Kelcy Warren, the chairman of Energy Transfer Equity LP (ETE), is so confident in his company's prospects that he has almost all of his net worth invested in its units.

Last week, Warren spent another $31.6 million to buy 750,000 ETE units, bringing his ownership stake in the Dallas-based limited partnership to just under 20% worth nearly $2 billion. ETE owns two other public partnerships that process and distribute natural gas.

So far, Warren's investment, made at an average purchase price of $42.18 per unit, has looked savvy. Since completing his purchase, ETE units have risen 6.2%.

On Wednesday, ETE fell 13 cents, or 0.29%, to $44.78 each.

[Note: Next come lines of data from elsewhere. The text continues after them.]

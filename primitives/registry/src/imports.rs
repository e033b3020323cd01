//! Import registry.
//!
//! Shape extraction records every identifier that refers to a foreign package,
//! either the package name itself (`util` in `util.Config`) or an unqualified
//! type owned by a foreign package (`Config` when the signature was declared
//! inside `util`). Once analysis is done, [`ImportRegistry::finalize`] assigns
//! aliases and rewrites every recorded occurrence.

use std::collections::HashMap;

use types::{OccurrenceArena, OccurrenceId};

use crate::dedup::DedupSet;

/// Ordering tier of an import. Lower tiers are listed first.
#[derive(Debug, Clone, Copy, PartialEq, Eq, PartialOrd, Ord, Hash)]
pub enum ImportTier {
    /// Required by the generated code itself (e.g. `sync`)
    Internal,
    /// Referenced by user types, standard library path
    Standard,
    /// Referenced by user types, third-party path
    Dependency,
}

impl ImportTier {
    /// Tier for a package referenced from user types.
    ///
    /// Standard library paths have no dot in them.
    pub fn for_path(path: &str) -> Self {
        if path.contains('.') {
            ImportTier::Dependency
        } else {
            ImportTier::Standard
        }
    }
}

/// Everything recorded about one imported package.
#[derive(Debug, Clone)]
pub struct ImportRecord {
    /// Import path
    pub path: String,
    /// Declared package name, the default alias
    pub name: String,
    /// Ordering tier
    pub tier: ImportTier,
    /// Occurrences spelling the package name itself
    pub package_occurrences: Vec<OccurrenceId>,
    /// Occurrences spelling an unqualified type owned by the package
    pub type_occurrences: Vec<OccurrenceId>,
}

/// Collects import records by path.
#[derive(Debug, Default)]
pub struct ImportRegistry {
    records: HashMap<String, ImportRecord>,
}

impl ImportRegistry {
    /// Create an empty registry.
    pub fn new() -> Self { Self::default() }

    /// Get or create the record for `path`, raising its tier to `tier` if that
    /// ranks higher.
    pub fn record(&mut self, path: &str, name: &str, tier: ImportTier) -> &mut ImportRecord {
        let rec = self.records.entry(path.to_string()).or_insert_with(|| ImportRecord {
            path: path.to_string(),
            name: name.to_string(),
            tier,
            package_occurrences: Vec::new(),
            type_occurrences: Vec::new(),
        });
        rec.tier = rec.tier.min(tier);
        rec
    }

    /// Require a package for the generated code's own use.
    pub fn require(&mut self, path: &str, name: &str) {
        self.record(path, name, ImportTier::Internal);
    }

    /// Record an occurrence of the package name of `path`.
    pub fn add_package_occurrence(&mut self, path: &str, name: &str, id: OccurrenceId) {
        self.record(path, name, ImportTier::for_path(path)).package_occurrences.push(id);
    }

    /// Record an unqualified occurrence of a type owned by `path`.
    pub fn add_type_occurrence(&mut self, path: &str, name: &str, id: OccurrenceId) {
        self.record(path, name, ImportTier::for_path(path)).type_occurrences.push(id);
    }

    /// Whether `path` has been recorded.
    pub fn contains(&self, path: &str) -> bool { self.records.contains_key(path) }

    /// Number of recorded packages.
    pub fn len(&self) -> usize { self.records.len() }

    /// Whether nothing has been recorded.
    pub fn is_empty(&self) -> bool { self.records.is_empty() }

    /// Assign aliases in `(tier, path)` order and rewrite all occurrences.
    ///
    /// `aliases` is the package-name namespace; it may be pre-seeded with names
    /// that must not be used as aliases.
    pub fn finalize(self, arena: &mut OccurrenceArena, mut aliases: DedupSet) -> ImportTable {
        let mut records: Vec<ImportRecord> = self.records.into_values().collect();
        records.sort_by(|a, b| (a.tier, &a.path).cmp(&(b.tier, &b.path)));

        let mut entries = Vec::with_capacity(records.len());
        for rec in records {
            let alias = aliases.resolve(&rec.name);
            if alias != rec.name {
                logging::trace(
                    "imports",
                    &format!("aliasing {} as {} (name {} taken)", rec.path, alias, rec.name),
                );
            }

            for id in &rec.type_occurrences {
                let qualified = format!("{}.{}", alias, arena.get(*id));
                arena.rewrite(*id, qualified);
            }
            for id in &rec.package_occurrences {
                arena.rewrite(*id, alias.clone());
            }

            entries.push(ImportEntry { path: rec.path, name: rec.name, alias, tier: rec.tier });
        }

        ImportTable { entries }
    }
}

/// A finalized import.
#[derive(Debug, Clone, PartialEq, Eq)]
pub struct ImportEntry {
    /// Import path
    pub path: String,
    /// Declared package name
    pub name: String,
    /// Assigned alias
    pub alias: String,
    /// Ordering tier
    pub tier: ImportTier,
}

impl ImportEntry {
    /// The alias if it must be spelled out in the import declaration.
    pub fn explicit_alias(&self) -> Option<&str> {
        (self.alias != self.name).then_some(self.alias.as_str())
    }
}

/// Finalized imports in `(tier, path)` order.
#[derive(Debug, Clone, Default, PartialEq, Eq)]
pub struct ImportTable {
    entries: Vec<ImportEntry>,
}

impl ImportTable {
    /// The entries in order.
    pub fn entries(&self) -> &[ImportEntry] { &self.entries }

    /// Alias assigned to `path`.
    pub fn alias_of(&self, path: &str) -> Option<&str> {
        self.entries.iter().find(|e| e.path == path).map(|e| e.alias.as_str())
    }

    /// Whether there are no imports.
    pub fn is_empty(&self) -> bool { self.entries.is_empty() }
}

Warren's purchases come as ETE maneuvers to buy Southern Union Co. (SUG), a competitor that agreed last week to ETE's sweetened, cash-and-unit deal that valued Southern Union at $40 per share. ETE's offer values Southern Union at nearly $9 billion on an enterprise basis, a measure that combines equity and debt. A rival suitor Williams Cos. (WMB), which earlier offered $39 a share in cash, is expected to counter with a new bid.

A spokesman for Williams declined to comment on whether Williams would raise its offer, saying only that the company is exploring its options.

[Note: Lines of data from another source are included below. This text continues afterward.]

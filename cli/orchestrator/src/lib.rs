#![forbid(unsafe_code)]
#![warn(missing_docs)]
#![deny(clippy::unwrap_used)]
//! Collection of utilities for the `evon` command.

use std::path::Path;

use config::{Config, ConfigError};
use logging::Level;
use pipeline::PipelineError;
use thiserror::Error;

/// Errors that end an `evon` run before or during the pipeline.
#[derive(Debug, Error)]
pub enum CliError {
    /// Configuration could not be loaded or is invalid.
    #[error(transparent)]
    Config(#[from] ConfigError),
    /// The pipeline failed.
    #[error(transparent)]
    Pipeline(#[from] PipelineError),
}

/// Result type alias for CLI operations.
pub type Result<T> = std::result::Result<T, CliError>;

/// Command-line values that take precedence over the configuration file.
#[derive(Debug, Clone, Default, PartialEq, Eq)]
pub struct Overrides {
    /// Required suffix of handler type names
    pub handler_suffix: Option<String>,
    /// Suffix of generated type names
    pub event_suffix: Option<String>,
    /// Output file name
    pub out: Option<String>,
    /// Loader build tags
    pub tags: Option<Vec<String>>,
    /// Show-only mode
    pub show: bool,
}

impl Overrides {
    /// Apply the overrides to `config`.
    pub fn apply(&self, config: &mut Config) {
        if let Some(suffix) = &self.handler_suffix {
            config.naming.handler_suffix = suffix.clone();
        }
        if let Some(suffix) = &self.event_suffix {
            config.naming.event_suffix = suffix.clone();
        }
        if let Some(out) = &self.out {
            config.output.file = out.clone();
        }
        if let Some(tags) = &self.tags {
            config.loader.tags = tags.clone();
        }
        config.output.show |= self.show;
    }
}

/// Load the configuration: the explicit file if given, else `<dir>/evon.toml`,
/// else defaults.
pub fn load_config(explicit: Option<&Path>, dir: &Path) -> Result<Config> {
    let config = match explicit {
        Some(path) => Config::from_file(path)?,
        None => Config::load_for_dir(dir)?,
    };
    Ok(config)
}

/// The effective log level: each `-v` is one step more verbose than the
/// configured level.
pub fn log_level(config: &Config, verbose: u8) -> Result<Level> {
    let configured = config.logging.level()?;
    Ok(match (configured, verbose) {
        (level, 0) => level,
        (Level::Trace, _) | (Level::Info, _) | (_, 2..) => Level::Trace,
        (Level::Warn, 1) | (Level::Off, 1) => Level::Info,
    })
}
//! Generators turning an analyzed model into Go sources.

/// Dispatcher types, one per handler
pub mod dispatcher;
pub use dispatcher::{DispatcherGenerator, HEADER, QUEUE_CAPACITY};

Getting the deal done will add to ETE's capacity, allowing it to participate in an expected boom in natural-gas usage. Even if the deal isn't successful, ETE will likely benefit as the U.S. increasingly turns to natural gas for electricity generation. As demand for natural gas rises, companies that serve the industry, like ETE, are likely to benefit.

Five of seven analysts tracked by FactSet research rate ETE buy or overweight, while two rate the units at hold. The average price target on ETE is $48.67, a roughly 8.7% premium to recent ETE prices. The units, which went public at $21 each in early 2006, hit an all-time high of $47.34 apiece last month, after recovering from an all-time low of $14.92 near the end of 2008.

Warren says his ETE purchases, which were disclosed in regulatory filings, are only tangentially related to the Southern Union deal. He says the proposed acquisition, which has been complicated by the back-and-forth with Williams, caused his company's units to trade "on the noise," rather than the fundamentals.

In an interview arranged by the company, Warren noted that he has bought significant blocks of ETE in the past. He says he only buys when he gets the approval of his general counsel--which isn't often given the strict requirements for when insiders can buy and sell--and that he's staying in ETE for the long haul.

"I can't think of a better place to put my money," Warren, 55 years old, told Dow Jones Newswires. He praised ETE's "nice yield," currently around 5.6% annually, and ETE's potential for growth with or without Southern Union. He added that he'll "never sell" any of his ETE stake.

Warren's holdings generate a payout--a distribution similar to a dividend--of more than $100 million a year at current distribution levels, which can vary with the partnership's earnings.

ETE owns the general partners of Energy Transfer Partners LP (ETP) and Regency Energy Partners LP (RGNC). Partnerships like these are formed to limit or eliminate federal and state tax burdens, instead paying out most or all of their profits to the unit-holders and partners, who in turn pay taxes on those distributions.

Units are akin to common stock, but carry different tax responsibilities and voting rights as defined under the issuing partnership.